Opportunity or Challenge Encountered

eBay, the hyperscale online marketplace, recognized that with 90 million active users, it was consuming too much power, while struggling to deliver performance. To address growing compute loads and with operating costs on the rise the company began executing a four-year data center plan with an ambitious goal: To cut power costs in half, to double compute performance, and to gain greater operational agility and increased reliability

The company can’t afford downtime within its 12 data centers, which would impact transactions worth more than $2,000 a second. As explained in a case study, the company’s data center team is tasked with delivering uptime and flexibility, while keeping costs down.

How This Opportunity or Challenge Was Met

eBay approached the challenge by developing real-time energy optimization and best practices, developed within a flagship facility that was part of eBay’s new data center strategy, called Project Topaz. “Located in South Jordan, Utah, Topaz is the single largest capital investment in eBay’s history, and will house more than a third of its worldwide server infrastructure,” the case study reports.

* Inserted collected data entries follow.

//! Append-only trade records.
//!
//! Every open/close transition writes one record keyed by a composite URI,
//! so replaying the same chain event overwrites instead of duplicating.
//! The read side consumes these records; this side only upserts.

use async_trait::async_trait;
use chrono::{DateTime, Utc};
use rust_decimal::Decimal;
use serde::{Deserialize, Serialize};
use sqlx::postgres::{PgPool, PgPoolOptions};
use tracing::debug;

use crate::error::Result;
use crate::state::types::TradeKey;

/// Persisted trade record, shape shared with the read-side API.
#[derive(Debug, Clone, PartialEq, Serialize, Deserialize)]
pub struct TradeRecord {
    pub timestamp: DateTime<Utc>,
    pub pair_index: u32,
    /// Display pair, e.g. "ETH/USD"
    pub pair: String,
    /// 0x-hex trader address
    pub trader: String,
    /// Lifecycle transition that produced the record
    pub action: String,
    pub open_price: Decimal,
    pub close_price: Option<Decimal>,
    pub collateral_price_usd: Option<Decimal>,
    /// 0 = sell, 1 = buy
    pub buy: u8,
    /// Position size in collateral units
    pub size: Decimal,
    pub leverage: u32,
    pub pnl: Decimal,
    pub block: u64,
    pub tx: String,
    /// Upsert key
    pub uri: String,
    /// Collateral symbol
    pub collateral: String,
}

/// Composite record key: the trade URI plus the UTC date and which side of
/// the lifecycle produced it.
pub fn record_uri(key: &TradeKey, timestamp: DateTime<Utc>, opened: bool) -> String {
    format!(
        "{}&date={}&opened={}",
        key,
        timestamp.format("%Y-%m-%d"),
        opened
    )
}

#[cfg_attr(test, mockall::automock)]
#[async_trait]
pub trait TradeStore: Send + Sync {
    /// Insert or overwrite the record with the same `uri`.
    async fn upsert(&self, record: &TradeRecord) -> Result<()>;
}

/// PostgreSQL-backed store
pub struct PgTradeStore {
    pool: PgPool,
}

impl PgTradeStore {
    pub async fn connect(url: &str, max_connections: u32) -> Result<Self> {
        let pool = PgPoolOptions::new()
            .max_connections(max_connections)
            .connect(url)
            .await?;
        sqlx::migrate!("./migrations").run(&pool).await?;
        Ok(Self { pool })
    }

    pub fn new(pool: PgPool) -> Self {
        Self { pool }
    }
}

#[async_trait]
impl TradeStore for PgTradeStore {
    async fn upsert(&self, record: &TradeRecord) -> Result<()> {
        sqlx::query(
            r#"
            INSERT INTO trade_records (
                uri, timestamp, pair_index, pair, trader, action,
                open_price, close_price, collateral_price_usd, buy,
                size, leverage, pnl, block, tx, collateral
            ) VALUES ($1, $2, $3, $4, $5, $6, $7, $8, $9, $10, $11, $12, $13, $14, $15, $16)
            ON CONFLICT (uri) DO UPDATE SET
                timestamp = EXCLUDED.timestamp,
                action = EXCLUDED.action,
                close_price = EXCLUDED.close_price,
                collateral_price_usd = EXCLUDED.collateral_price_usd,
                pnl = EXCLUDED.pnl,
                block = EXCLUDED.block,
                tx = EXCLUDED.tx
            "#,
        )
        .bind(&record.uri)
        .bind(record.timestamp)
        .bind(record.pair_index as i64)
        .bind(&record.pair)
        .bind(&record.trader)
        .bind(&record.action)
        .bind(record.open_price)
        .bind(record.close_price)
        .bind(record.collateral_price_usd)
        .bind(record.buy as i16)
        .bind(record.size)
        .bind(record.leverage as i64)
        .bind(record.pnl)
        .bind(record.block as i64)
        .bind(&record.tx)
        .bind(&record.collateral)
        .execute(&self.pool)
        .await?;

        debug!(uri = %record.uri, action = %record.action, "upserted trade record");
        Ok(())
    }
}

/// In-memory store used by tests and dry runs.
#[derive(Default)]
pub struct MemoryTradeStore {
    records: std::sync::Mutex<std::collections::HashMap<String, TradeRecord>>,
}

impl MemoryTradeStore {
    pub fn new() -> Self {
        Self::default()
    }

    pub fn len(&self) -> usize {
        self.records.lock().expect("record lock").len()
    }

    pub fn is_empty(&self) -> bool {
        self.len() == 0
    }

    pub fn get(&self, uri: &str) -> Option<TradeRecord> {
        self.records.lock().expect("record lock").get(uri).cloned()
    }
}

#[async_trait]
impl TradeStore for MemoryTradeStore {
    async fn upsert(&self, record: &TradeRecord) -> Result<()> {
        self.records
            .lock()
            .expect("record lock")
            .insert(record.uri.clone(), record.clone());
        Ok(())
    }
}

#[cfg(test)]
mod tests {
    use super::*;
    use ethers::types::Address;
    use rust_decimal_macros::dec;

    #[test]
    fn test_record_uri_distinguishes_open_and_close() {
        let key = TradeKey::new(0, Address::repeat_byte(1), 2, 0, false);
        let ts = DateTime::parse_from_rfc3339("2024-05-01T12:00:00Z")
            .unwrap()
            .with_timezone(&Utc);
        let open_uri = record_uri(&key, ts, true);
        let close_uri = record_uri(&key, ts, false);
        assert_ne!(open_uri, close_uri);
        assert!(open_uri.contains("date=2024-05-01"));
        assert!(open_uri.ends_with("opened=true"));
    }

    #[tokio::test]
    async fn test_memory_store_upserts_by_uri() {
        let store = MemoryTradeStore::new();
        let mut record = TradeRecord {
            timestamp: Utc::now(),
            pair_index: 0,
            pair: "ETH/USD".into(),
            trader: "0x42".into(),
            action: "market-open".into(),
            open_price: dec!(1850),
            close_price: None,
            collateral_price_usd: None,
            buy: 1,
            size: dec!(100),
            leverage: 10,
            pnl: dec!(0),
            block: 1,
            tx: "0xabc".into(),
            uri: "trade://0/0x42/0/0?isOpenLimit=false&date=2024-05-01&opened=true".into(),
            collateral: "USDC".into(),
        };
        store.upsert(&record).await.unwrap();
        record.pnl = dec!(5);
        store.upsert(&record).await.unwrap();
        assert_eq!(store.len(), 1);
        assert_eq!(store.get(&record.uri).unwrap().pnl, dec!(5));
    }
}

The company implemented Raritan’s Dominion PX family of rack power distribution units (PDUs), designed to provide accurate, real-time kilowatt-hour information for each asset in the data center. The PDUs supports a network layer, leveraged to measure and monitor humidity and temperature data. The system employs energy-efficient mechanisms in its infrastructure – such as an optimized building design, water-side economizers, rainwater collection and dynamic controls throughout the cooling and electrical distribution subsystems.

The most important economic metric for eBay’s data center operations team is its aggregate cost per search. Since server CPU capabilities grow so quickly with each product generation, eBay replaces its servers in two-year refresh cycles, as performance-per-watt gains outweigh the capital costs of new assets. With each server procured, however, eBay can minimize its cost per search by factoring in all costs of running the server, not only capital expenses.

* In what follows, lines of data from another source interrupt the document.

//! Configuration
//!
//! Environment-sourced configuration for the Gemini backend. A missing API
//! key is not fatal at startup: the client is constructed unconfigured and
//! every remote operation short-circuits with [`UNCONFIGURED_MESSAGE`]
//! instead of attempting the network call. This keeps the UI usable (it can
//! display the message in-band) and the core testable without credentials.

/// Default model for both the definition and art paths.
pub const DEFAULT_MODEL: &str = "gemini-2.5-flash";

/// Fixed message used whenever the API key is absent. Shown in-band in the
/// definition text on the streaming path, carried as the error cause on the
/// non-streaming paths.
pub const UNCONFIGURED_MESSAGE: &str =
    "GEMINI_API_KEY is not configured. Set it in your environment to continue.";

/// Backend configuration
#[derive(Clone, Debug)]
pub struct GeminiConfig {
    /// API key, if present. `None` means every call short-circuits.
    pub api_key: Option<String>,
    /// Model for definitions and random words
    pub text_model: String,
    /// Model for ASCII art generation
    pub art_model: String,
    /// Topic to load on startup (optional)
    pub seed_topic: Option<String>,
}

impl GeminiConfig {
    /// Create a configuration with an explicit API key and default models
    pub fn new(api_key: impl Into<String>) -> Self {
        Self {
            api_key: Some(api_key.into()),
            text_model: DEFAULT_MODEL.to_string(),
            art_model: DEFAULT_MODEL.to_string(),
            seed_topic: None,
        }
    }

    /// Create a configuration with no API key
    pub fn unconfigured() -> Self {
        Self {
            api_key: None,
            text_model: DEFAULT_MODEL.to_string(),
            art_model: DEFAULT_MODEL.to_string(),
            seed_topic: None,
        }
    }

    /// Create from environment variables
    ///
    /// Reads `GEMINI_API_KEY` (falling back to `API_KEY`), with optional
    /// model overrides `WORDRIFT_TEXT_MODEL` / `WORDRIFT_ART_MODEL` and an
    /// optional `WORDRIFT_SEED_TOPIC`.
    #[must_use]
    pub fn from_env() -> Self {
        let api_key = std::env::var("GEMINI_API_KEY")
            .or_else(|_| std::env::var("API_KEY"))
            .ok()
            .filter(|k| !k.trim().is_empty());

        let text_model =
            std::env::var("WORDRIFT_TEXT_MODEL").unwrap_or_else(|_| DEFAULT_MODEL.to_string());
        let art_model =
            std::env::var("WORDRIFT_ART_MODEL").unwrap_or_else(|_| DEFAULT_MODEL.to_string());
        let seed_topic = std::env::var("WORDRIFT_SEED_TOPIC")
            .ok()
            .filter(|t| !t.trim().is_empty());

        if api_key.is_none() {
            tracing::warn!("GEMINI_API_KEY is not set; remote calls will be short-circuited");
        }

        Self {
            api_key,
            text_model,
            art_model,
            seed_topic,
        }
    }

    /// Whether an API key is present
    pub fn is_configured(&self) -> bool {
        self.api_key.is_some()
    }
}

#[cfg(test)]
mod tests {
    use super::*;

    #[test]
    fn test_explicit_key() {
        let config = GeminiConfig::new("test-key");
        assert!(config.is_configured());
        assert_eq!(config.text_model, DEFAULT_MODEL);
        assert_eq!(config.art_model, DEFAULT_MODEL);
    }

    #[test]
    fn test_unconfigured() {
        let config = GeminiConfig::unconfigured();
        assert!(!config.is_configured());
    }
}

The PDUs provide precise energy consumption data for every power supply of every server. The system passes this information upstream to eBay’s building management and asset tracking systems in real time. Topaz enhances its cooling efficiencies – both in cost savings and in reliability – with a real-time understanding of every server’s operating environment, according to the case study.

“eBay knows the exact inlet and outlet temperature for every cabinet in the Topaz data center. Topaz adheres to ASHRAE recommendations for server environmental monitoring, measuring the cold aisle at the top, middle and bottom in addition to the hot aisle. Because this information can be monitored constantly, eBay can fine-tune its cooling parameters to optimize efficiency while ensuring instant alerts for any fault condition at the server level.”

This type of environmental monitoring tends to be expensive, especially when deployed in every cabinet. However, the new system employs intelligent instrumentation with no additional infrastructure costs beyond the plug-and-play temperature sensors themselves.

Benefits From This Initiative

Thanks to these real-time monitoring capabilities, eBay has developed a model for its data centers that makes their IT operations both highly reliable and 50 percent less expensive to operate than the data centers they are decommissioning, the case study reports. In addition to minimizing faults and lowering operating costs, eBay’s South Jordan, Utah, facility has achieved the U.S. Green Building Council’s Leadership in Energy & Environmental Design (LEED) Gold ranking.

The flexibility designed into eBay’s data center enables it to adapt as requirements and equipment changes and, particularly important for eBay, as demand requires accommodation for future growth.